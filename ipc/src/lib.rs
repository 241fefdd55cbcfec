//! # Inter-Process Communication (IPC)
//!
//! Framed, ordered message channels between a host process and its children.
//!
//! ## Philosophy
//!
//! - **One I/O thread**: every socket read and write happens on it; other
//!   threads post typed commands and never block on I/O
//! - **Interception before delivery**: filters see inbound traffic on the
//!   I/O thread before the listener does
//! - **Fail once, loudly**: a broken transport reports a single error and is
//!   never reconnected behind the owner's back
//!
//! ## Architecture
//!
//! - [`Channel`]: one socket, framing, the hello handshake, write backpressure
//! - [`IoThread`]: owns all channels and polls them
//! - [`ChannelProxy`]: thread-safe sending, sync requests, filter management
//! - [`MessageFilter`]: I/O-thread handlers, first claim wins
//! - [`Mailbox`]: typed queue for events bound for an owning thread
//!
//! Messages are opaque payloads with a routing id, a namespaced type and
//! out-of-band [`TransferableHandle`]s.

pub mod codec;
pub mod config;
pub mod error;
pub mod handle;
pub mod mailbox;
pub mod message;
pub mod typed;

#[cfg(unix)]
pub mod channel;
#[cfg(unix)]
pub mod filter;
#[cfg(unix)]
pub mod io_thread;
#[cfg(unix)]
pub mod proxy;
#[cfg(unix)]
mod pending;
#[cfg(unix)]
mod transport;

pub use codec::{FrameReader, HEADER_SIZE};
pub use config::{ConfigError, IpcConfig, KERNEL_MAX_DESCRIPTORS};
pub use error::{FrameError, HandleError, IpcError, SyncSendError};
pub use handle::TransferableHandle;
pub use mailbox::{mailbox, Mailbox, MailboxSender};
pub use message::{Message, MessageType, Priority, ReplyToken, IPC_NAMESPACE};
pub use typed::{Hello, TypedMessage};

#[cfg(unix)]
pub use channel::{socket_pair, Channel, ChannelHandle, Listener, Mode, PollSource};
#[cfg(unix)]
pub use filter::MessageFilter;
#[cfg(unix)]
pub use io_thread::{IoHandle, IoThread};
#[cfg(unix)]
pub use proxy::{
    ChannelEvent, ChannelProxy, ChannelProxyBuilder, DispatchThread, EventSink, IoDispatch,
    ProxySender,
};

======

:: Instructions for the task ::
Return the lines exactly as they stand, please. Start at the top of the material and finish with the line where "block on I/O" appears.

:: Reply ::
filename ipc/src/lib.rs
repository 241fefdd55cbcfec
//! # Inter-Process Communication (IPC)
//!
//! Framed, ordered message channels between a host process and its children.
//!
//! ## Philosophy
//!
//! - **One I/O thread**: every socket read and write happens on it; other
//!   threads post typed commands and never block on I/O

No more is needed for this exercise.